RE: Eu não vejo as coisas dessa forma. Não sigo caprichos. Acho que andar de mota é algo perfeitamente normal. Um padre que gosta de praticar desporto é algo natural, porque o padre, antes de mais, também é um homem. Desde que saiba viver com liberdade e com a responsabilidade que lhe é inerente, não vejo qualquer problema. Aqui em Portugal, surgiu a ideia de que sou o padre que vai à praia de calções. Questionei-me muitas vezes: uma pessoa, seja padre ou não, vai à praia como? De calças de ganga? De casaco? Acho que sou uma pessoa normal, que quer viver uma vida normal como qualquer outra. O simples facto de conseguir viver esta vida normal, que alguns consideram pouco convencional por ser padre, vejo como uma forma de me aproximar das pessoas.

 

CMC: Como vê questões como o aborto ou a homossexualidade?

RE: Em relação ao aborto, sou completamente contra. Compreendo que há muitas situações difíceis, com muita agonia. Mesmo assim, eu gostaria que as pessoas não o fizessem. No fundo, é um semelhante nosso, é alguém que vai nascer, é alguém que hoje pode intimidar-nos, mas que, no futuro, pode encher-nos de alegrias. É um ser humano que ali está. Em relação à homossexualidade, acho que cada pessoa deve lutar pela vida e ser feliz, não importa a sua tendência, seja heterossexual ou homossexual. Acredito que cada um deve seguir a felicidade como o seu corpo desejar, como a pessoa entender. Quem sou eu para julgar alguém que tem uma sexualidade diferente da minha?

 

CMC: Tendo isso em conta, sente que a Igreja precisa de mudar?

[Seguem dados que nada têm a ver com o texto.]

use serde::Deserialize;

use super::features::FeatureRecord;
use super::ClassificationError;

/// Black-box severity model: fixed-schema features in, zero-based label out.
pub trait SeverityClassifier: Send + Sync {
    fn predict(&self, features: &FeatureRecord) -> Result<u32, ClassificationError>;
}

/// Classifier served over HTTP by a model-serving process.
///
/// POSTs the feature record as JSON to `{base_url}/predict` and expects
/// `{"label": <u32>}` back.
pub struct HttpSeverityClassifier {
    base_url: String,
    client: reqwest::blocking::Client,
    timeout_secs: u64,
}

#[derive(Deserialize)]
struct PredictResponse {
    label: u32,
}

impl HttpSeverityClassifier {
    pub fn new(base_url: &str, timeout_secs: u64) -> Result<Self, ClassificationError> {
        let client = reqwest::blocking::Client::builder()
            .timeout(std::time::Duration::from_secs(timeout_secs))
            .build()
            .map_err(|e| ClassificationError::HttpClient(e.to_string()))?;

        Ok(Self {
            base_url: base_url.trim_end_matches('/').to_string(),
            client,
            timeout_secs,
        })
    }

    pub fn base_url(&self) -> &str {
        &self.base_url
    }
}

impl SeverityClassifier for HttpSeverityClassifier {
    fn predict(&self, features: &FeatureRecord) -> Result<u32, ClassificationError> {
        let url = format!("{}/predict", self.base_url);

        let response = self
            .client
            .post(&url)
            .json(features)
            .send()
            .map_err(|e| {
                if e.is_connect() {
                    ClassificationError::Connection(self.base_url.clone())
                } else if e.is_timeout() {
                    ClassificationError::HttpClient(format!(
                        "Request timed out after {}s",
                        self.timeout_secs
                    ))
                } else {
                    ClassificationError::HttpClient(e.to_string())
                }
            })?;

        let status = response.status();
        if !status.is_success() {
            let body = response.text().unwrap_or_default();
            return Err(ClassificationError::Service {
                status: status.as_u16(),
                body,
            });
        }

        let parsed: PredictResponse = response
            .json()
            .map_err(|e| ClassificationError::ResponseParsing(e.to_string()))?;

        Ok(parsed.label)
    }
}

#[cfg(test)]
mod tests {
    use super::*;

    #[test]
    fn trailing_slash_is_trimmed() {
        let classifier = HttpSeverityClassifier::new("http://localhost:8501/", 5).unwrap();
        assert_eq!(classifier.base_url(), "http://localhost:8501");
    }

    #[test]
    fn unreachable_service_is_connection_error() {
        // Port 9 (discard) is not served locally; the connect fails fast.
        let classifier = HttpSeverityClassifier::new("http://127.0.0.1:9", 2).unwrap();
        let features = FeatureRecord {
            pain_type: "Sharp".into(),
            radiates: "No".into(),
            duration: "Today".into(),
            self_score: 2,
            activity_score: 2,
            mood_score: 2,
            sleep_score: 2,
        };
        let err = classifier.predict(&features).unwrap_err();
        assert!(matches!(
            err,
            ClassificationError::Connection(_) | ClassificationError::HttpClient(_)
        ));
    }

    #[test]
    fn predict_response_parses_label() {
        let parsed: PredictResponse = serde_json::from_str(r#"{"label": 3}"#).unwrap();
        assert_eq!(parsed.label, 3);
    }
}
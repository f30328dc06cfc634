use chrono::{DateTime, Utc};
use serde::{Deserialize, Serialize};

use super::enums::{CareTier, SectionKind, Tone};
use super::knowledge::{RetrievalKind, RetrievalResult};
use super::severity::SeverityScore;

#[derive(Debug, Clone, PartialEq, Eq, Serialize, Deserialize)]
pub struct ToneInfo {
    pub tone: Tone,
    pub focus: String,
}

/// One ordered part of the user-facing response.
#[derive(Debug, Clone, PartialEq, Eq, Serialize, Deserialize)]
pub struct ResponseSection {
    pub kind: SectionKind,
    pub heading: Option<String>,
    pub lines: Vec<String>,
}

impl ResponseSection {
    pub fn new(kind: SectionKind, lines: Vec<String>) -> Self {
        Self {
            kind,
            heading: None,
            lines,
        }
    }

    pub fn titled(kind: SectionKind, heading: &str, lines: Vec<String>) -> Self {
        Self {
            kind,
            heading: Some(heading.to_string()),
            lines,
        }
    }
}

#[derive(Debug, Clone, Copy, PartialEq, Eq, Default, Serialize, Deserialize)]
pub struct RetrievalInfo {
    pub articles_found: usize,
    pub media_found: usize,
    pub fallback_used: bool,
}

/// The unit handed back to the hosting layer for one pipeline run.
#[derive(Debug, Clone, PartialEq, Serialize, Deserialize)]
pub struct ComposedResponse {
    pub symptom: String,
    /// Unset when intake or classification failed.
    pub severity_score: Option<SeverityScore>,
    pub care_tier: Option<CareTier>,
    pub escalation_needed: bool,
    pub predefined_tip: String,
    /// Empty when generation failed or produced nothing usable.
    pub generated_tip: String,
    pub sources: RetrievalResult,
    pub media: RetrievalResult,
    pub tone_info: Option<ToneInfo>,
    pub sections: Vec<ResponseSection>,
    pub retrieval_info: RetrievalInfo,
    pub success: bool,
    pub error_detail: Option<String>,
    pub composed_at: DateTime<Utc>,
}

impl ComposedResponse {
    /// A response shell with no retrieval, no tone and no sections yet.
    pub fn bare(symptom: &str, severity_score: Option<SeverityScore>) -> Self {
        Self {
            symptom: symptom.to_string(),
            severity_score,
            care_tier: severity_score.map(|s| s.tier()),
            escalation_needed: severity_score.is_some_and(|s| s.needs_escalation()),
            predefined_tip: String::new(),
            generated_tip: String::new(),
            sources: RetrievalResult::empty(RetrievalKind::Articles),
            media: RetrievalResult::empty(RetrievalKind::Media),
            tone_info: None,
            sections: Vec::new(),
            retrieval_info: RetrievalInfo::default(),
            success: true,
            error_detail: None,
            composed_at: Utc::now(),
        }
    }

    pub fn section(&self, kind: SectionKind) -> Option<&ResponseSection> {
        self.sections.iter().find(|s| s.kind == kind)
    }

    pub fn has_section(&self, kind: SectionKind) -> bool {
        self.section(kind).is_some()
    }

    /// Message lines in display order, headings included.
    pub fn fulfillment_lines(&self) -> Vec<String> {
        let mut lines = Vec::new();
        for section in &self.sections {
            if let Some(ref heading) = section.heading {
                lines.push(format!("\n{heading}"));
            }
            lines.extend(section.lines.iter().cloned());
        }
        lines
    }

    pub fn fulfillment_text(&self) -> String {
        self.fulfillment_lines().join("\n")
    }
}
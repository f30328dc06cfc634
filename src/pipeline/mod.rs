pub mod catalog;
pub mod severity;
pub mod rag;
pub mod safety;
pub mod symptoms;
pub mod orchestrator;
pub mod follow_up;
pub mod deferred;

use thiserror::Error;

use crate::care_tip_cache::CacheError;
use rag::RagError;
use severity::ClassificationError;

/// Failure wiring the service from configuration.
#[derive(Error, Debug)]
pub enum ServiceError {
    #[error("Classifier client: {0}")]
    Classifier(#[from] ClassificationError),

    #[error("Generator client: {0}")]
    Generator(#[from] RagError),

    #[error("Care tip cache: {0}")]
    Cache(#[from] CacheError),
}
//! Intake answers → classifier features → severity score.
//!
//! The feature schema is a fixed contract of the trained model: seven fields,
//! in struct order. Every field is required; a missing or blank answer fails
//! the whole classification instead of being default-filled.

use std::sync::Arc;

use serde::{Deserialize, Serialize};

use super::classifier::SeverityClassifier;
use super::{ClassificationError, IntakeError, SeverityError};
use crate::models::{Answer, AnswerValue, SeverityScore};

pub const PAIN_TYPE: &str = "pain_type";
pub const RADIATES: &str = "radiates";
pub const DURATION: &str = "duration";
pub const SELF_SCORE: &str = "self_score";
pub const ACTIVITY_SCORE: &str = "activity_score";
pub const MOOD_SCORE: &str = "mood_score";
pub const SLEEP_SCORE: &str = "sleep_score";

/// Recognised answer fields, in classifier order.
pub const FEATURE_FIELDS: [&str; 7] = [
    PAIN_TYPE,
    RADIATES,
    DURATION,
    SELF_SCORE,
    ACTIVITY_SCORE,
    MOOD_SCORE,
    SLEEP_SCORE,
];

/// Fixed-schema input record for the classifier.
#[derive(Debug, Clone, PartialEq, Eq, Serialize, Deserialize)]
pub struct FeatureRecord {
    pub pain_type: String,
    pub radiates: String,
    pub duration: String,
    pub self_score: i64,
    pub activity_score: i64,
    pub mood_score: i64,
    pub sleep_score: i64,
}

impl FeatureRecord {
    /// Filter and coerce an answer into the feature schema.
    pub fn from_answer(answer: &Answer) -> Result<Self, IntakeError> {
        Ok(Self {
            pain_type: text_field(answer, PAIN_TYPE)?,
            radiates: text_field(answer, RADIATES)?,
            duration: text_field(answer, DURATION)?,
            self_score: integer_field(answer, SELF_SCORE)?,
            activity_score: integer_field(answer, ACTIVITY_SCORE)?,
            mood_score: integer_field(answer, MOOD_SCORE)?,
            sleep_score: integer_field(answer, SLEEP_SCORE)?,
        })
    }
}

fn required<'a>(answer: &'a Answer, field: &'static str) -> Result<&'a AnswerValue, IntakeError> {
    match answer.get(field) {
        Some(AnswerValue::Text(s)) if s.trim().is_empty() => {
            Err(IntakeError::IncompleteAnswer(field))
        }
        Some(value) => Ok(value),
        None => Err(IntakeError::IncompleteAnswer(field)),
    }
}

fn text_field(answer: &Answer, field: &'static str) -> Result<String, IntakeError> {
    let value = required(answer, field)?;
    Ok(match value {
        AnswerValue::Text(s) => s.trim().to_string(),
        other => other.render(),
    })
}

fn integer_field(answer: &Answer, field: &'static str) -> Result<i64, IntakeError> {
    let value = required(answer, field)?;
    coerce_integer(value).ok_or_else(|| IntakeError::InvalidField {
        field,
        value: value.render(),
    })
}

/// Integers pass through; integral floats and numeric strings are converted.
fn coerce_integer(value: &AnswerValue) -> Option<i64> {
    match value {
        AnswerValue::Integer(n) => Some(*n),
        AnswerValue::Float(f) => integral(*f),
        AnswerValue::Text(s) => {
            let s = s.trim();
            s.parse::<i64>()
                .ok()
                .or_else(|| s.parse::<f64>().ok().and_then(integral))
        }
    }
}

/// The user's own 1-5 rating, when present and in range. Used for symptoms
/// that have no classifier.
pub fn self_reported_severity(answer: &Answer) -> Option<SeverityScore> {
    answer
        .get(SELF_SCORE)
        .and_then(coerce_integer)
        .and_then(|n| SeverityScore::new(n).ok())
}

fn integral(f: f64) -> Option<i64> {
    if f.is_finite() && f.fract() == 0.0 && f.abs() <= i64::MAX as f64 {
        Some(f as i64)
    } else {
        None
    }
}

/// Maps collected answers to a severity score through the classifier.
#[derive(Clone)]
pub struct FeatureAdapter {
    classifier: Arc<dyn SeverityClassifier>,
}

impl FeatureAdapter {
    pub fn new(classifier: Arc<dyn SeverityClassifier>) -> Self {
        Self { classifier }
    }

    /// Classify an answer. Classifier failures propagate; callers choose
    /// the fallback.
    pub fn classify(&self, answer: &Answer) -> Result<SeverityScore, SeverityError> {
        let features = FeatureRecord::from_answer(answer)?;
        let label = self.classifier.predict(&features)?;
        let score = SeverityScore::from_raw_label(label)
            .ok_or(ClassificationError::LabelOutOfRange(label))?;

        tracing::debug!(label, score = score.value(), "Classified intake answer");
        Ok(score)
    }
}

#[cfg(test)]
mod tests {
    use super::*;
    use std::sync::Mutex;

    /// Returns a fixed label and records every feature record it sees.
    struct FixedClassifier {
        label: u32,
        seen: Mutex<Vec<FeatureRecord>>,
    }

    impl FixedClassifier {
        fn new(label: u32) -> Self {
            Self {
                label,
                seen: Mutex::new(Vec::new()),
            }
        }
    }

    impl SeverityClassifier for FixedClassifier {
        fn predict(&self, features: &FeatureRecord) -> Result<u32, ClassificationError> {
            self.seen.lock().unwrap().push(features.clone());
            Ok(self.label)
        }
    }

    /// Derives the label from the self-reported score, like a toy model.
    struct SelfScoreClassifier;

    impl SeverityClassifier for SelfScoreClassifier {
        fn predict(&self, features: &FeatureRecord) -> Result<u32, ClassificationError> {
            Ok((features.self_score.clamp(1, 5) - 1) as u32)
        }
    }

    struct BrokenClassifier;

    impl SeverityClassifier for BrokenClassifier {
        fn predict(&self, _features: &FeatureRecord) -> Result<u32, ClassificationError> {
            Err(ClassificationError::Connection("http://localhost:8501".into()))
        }
    }

    fn complete_answer() -> Answer {
        Answer::new()
            .with(PAIN_TYPE, "Sharp")
            .with(RADIATES, "No")
            .with(DURATION, "Last week")
            .with(SELF_SCORE, 3)
            .with(ACTIVITY_SCORE, 2.0)
            .with(MOOD_SCORE, "2")
            .with(SLEEP_SCORE, " 3.0 ")
    }

    #[test]
    fn coerces_numeric_shapes() {
        let record = FeatureRecord::from_answer(&complete_answer()).unwrap();
        assert_eq!(record.self_score, 3);
        assert_eq!(record.activity_score, 2);
        assert_eq!(record.mood_score, 2);
        assert_eq!(record.sleep_score, 3);
        assert_eq!(record.pain_type, "Sharp");
    }

    #[test]
    fn ignores_unrecognised_fields() {
        let answer = complete_answer().with("severity_class", "Moderate");
        let classifier = Arc::new(FixedClassifier::new(2));
        let adapter = FeatureAdapter::new(classifier.clone());
        adapter.classify(&answer).unwrap();

        let seen = classifier.seen.lock().unwrap();
        let json = serde_json::to_value(&seen[0]).unwrap();
        assert_eq!(json.as_object().unwrap().len(), FEATURE_FIELDS.len());
        assert!(json.get("severity_class").is_none());
    }

    #[test]
    fn missing_field_is_incomplete() {
        let answer = Answer::new()
            .with(PAIN_TYPE, "Dull")
            .with(RADIATES, "Yes")
            .with(DURATION, "Today")
            .with(SELF_SCORE, 4)
            .with(ACTIVITY_SCORE, 4)
            .with(MOOD_SCORE, 3);
        assert_eq!(
            FeatureRecord::from_answer(&answer).unwrap_err(),
            IntakeError::IncompleteAnswer(SLEEP_SCORE)
        );
    }

    #[test]
    fn blank_text_is_incomplete() {
        let answer = complete_answer().with(DURATION, "   ");
        assert_eq!(
            FeatureRecord::from_answer(&answer).unwrap_err(),
            IntakeError::IncompleteAnswer(DURATION)
        );
    }

    #[test]
    fn non_numeric_score_is_invalid() {
        let answer = complete_answer().with(MOOD_SCORE, "pretty bad");
        assert_eq!(
            FeatureRecord::from_answer(&answer).unwrap_err(),
            IntakeError::InvalidField {
                field: MOOD_SCORE,
                value: "pretty bad".into(),
            }
        );
    }

    #[test]
    fn fractional_score_is_invalid() {
        let answer = complete_answer().with(SELF_SCORE, 2.5);
        assert!(matches!(
            FeatureRecord::from_answer(&answer),
            Err(IntakeError::InvalidField { field: SELF_SCORE, .. })
        ));
    }

    #[test]
    fn label_offset_maps_zero_to_one_and_four_to_five() {
        let low = FeatureAdapter::new(Arc::new(FixedClassifier::new(0)));
        assert_eq!(low.classify(&complete_answer()).unwrap().value(), 1);

        let high = FeatureAdapter::new(Arc::new(FixedClassifier::new(4)));
        assert_eq!(high.classify(&complete_answer()).unwrap().value(), 5);
    }

    #[test]
    fn label_without_score_is_classification_error() {
        let adapter = FeatureAdapter::new(Arc::new(FixedClassifier::new(7)));
        assert!(matches!(
            adapter.classify(&complete_answer()),
            Err(SeverityError::Classification(ClassificationError::LabelOutOfRange(7)))
        ));
    }

    #[test]
    fn classification_is_deterministic() {
        let adapter = FeatureAdapter::new(Arc::new(SelfScoreClassifier));
        let answer = complete_answer().with(SELF_SCORE, 4);
        let first = adapter.classify(&answer).unwrap();
        for _ in 0..10 {
            assert_eq!(adapter.classify(&answer).unwrap(), first);
        }
        assert_eq!(first.value(), 4);
    }

    #[test]
    fn classifier_failure_propagates() {
        let adapter = FeatureAdapter::new(Arc::new(BrokenClassifier));
        assert!(matches!(
            adapter.classify(&complete_answer()),
            Err(SeverityError::Classification(ClassificationError::Connection(_)))
        ));
    }

    #[test]
    fn self_reported_severity_needs_in_range_score() {
        assert_eq!(
            self_reported_severity(&Answer::new().with(SELF_SCORE, "5")).map(|s| s.value()),
            Some(5)
        );
        assert_eq!(self_reported_severity(&Answer::new().with(SELF_SCORE, 8)), None);
        assert_eq!(self_reported_severity(&Answer::new()), None);
    }

    #[test]
    fn intake_failure_skips_classifier() {
        let classifier = Arc::new(FixedClassifier::new(1));
        let adapter = FeatureAdapter::new(classifier.clone());
        let result = adapter.classify(&Answer::new());
        assert!(matches!(result, Err(SeverityError::Intake(_))));
        assert!(classifier.seen.lock().unwrap().is_empty());
    }
}
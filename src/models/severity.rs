use serde::{Deserialize, Serialize};

use super::enums::CareTier;
use super::ModelError;

pub const MIN_SEVERITY: u8 = 1;
pub const MAX_SEVERITY: u8 = 5;

/// A validated 1-5 severity score.
///
/// Deserialization goes through the same range check as `new`, so a cached
/// response can never carry an out-of-range score.
#[derive(Debug, Clone, Copy, PartialEq, Eq, PartialOrd, Ord, Hash, Serialize, Deserialize)]
#[serde(try_from = "i64", into = "u8")]
pub struct SeverityScore(u8);

impl SeverityScore {
    /// Mid-scale score, used where no rating was given.
    pub const MODERATE: Self = Self(3);

    pub fn new(value: i64) -> Result<Self, ModelError> {
        if (MIN_SEVERITY as i64..=MAX_SEVERITY as i64).contains(&value) {
            Ok(Self(value as u8))
        } else {
            Err(ModelError::SeverityOutOfRange(value))
        }
    }

    /// Map a zero-based classifier label to a score (`label + 1`).
    ///
    /// The offset is fixed by the trained model; labels past 4 have no score.
    pub fn from_raw_label(label: u32) -> Option<Self> {
        Self::new(i64::from(label) + 1).ok()
    }

    pub fn value(&self) -> u8 {
        self.0
    }

    pub fn tier(&self) -> CareTier {
        match self.0 {
            1 | 2 => CareTier::Educational,
            3 => CareTier::BasicCare,
            4 => CareTier::AdvancedCare,
            _ => CareTier::Escalation,
        }
    }

    pub fn needs_escalation(&self) -> bool {
        self.0 == MAX_SEVERITY
    }

    /// All valid scores, lowest first.
    pub fn all() -> impl Iterator<Item = SeverityScore> {
        (MIN_SEVERITY..=MAX_SEVERITY).map(SeverityScore)
    }
}

impl TryFrom<i64> for SeverityScore {
    type Error = ModelError;

    fn try_from(value: i64) -> Result<Self, Self::Error> {
        Self::new(value)
    }
}

impl From<SeverityScore> for u8 {
    fn from(score: SeverityScore) -> Self {
        score.0
    }
}

impl std::fmt::Display for SeverityScore {
    fn fmt(&self, f: &mut std::fmt::Formatter<'_>) -> std::fmt::Result {
        write!(f, "{}", self.0)
    }
}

RE: Eu acho que a nossa Igreja é bastante progressista, e o Papa Francisco tem feito um trabalho exímio nesse sentido. Só que também temos de entender que a Igreja Católica é uma instituição com milénios de história, e sabemos que a mudança, por vezes, não é fácil – mesmo nós, quando tentamos mudar coisas simples na nossa rotina, sentimos dificuldade. A Igreja Católica não pode mudar de um dia para o outro, senão arrisca provocar outro cisma, como já aconteceu noutras épocas. Agora, a Igreja vai avançando de forma adaptada aos tempos.

 

CMC: Estes temas serão abordados no fórum?

RE: Sim, estes e outros também, sobretudo a vida na relação do casal, a relação com os amigos, a relação connosco próprios e, acima de tudo, a relação que os pais devem ter com os filhos. Hoje em dia, vejo muito que os pais vivem para os filhos. Eu sou contra isso. Acho que os pais devem viver com os filhos. Um dia os filhos vão embora, e os pais ficam sozinhos em casa. Quem são os pais nesse dia? São dois estranhos que se conhecem demasiado bem. Acho que estes são temas muito interessantes. Vão permitir às pessoas questionarem-se.

 

CMC: Quer deixar uma mensagem à comunidade portuguesa no Canadá?

RE: Sei que estão a preparar a minha chegada ao Canadá da melhor forma. Estou muito grato. Estas comunidades portuguesas não me conhecem, e sinto que estão a ser hospitaleiras e a fazê-lo de coração. Por isso, deixo-lhes uma palavra de agradecimento, que certamente reforçarei de outra forma, mais presencial, quando estiver aí.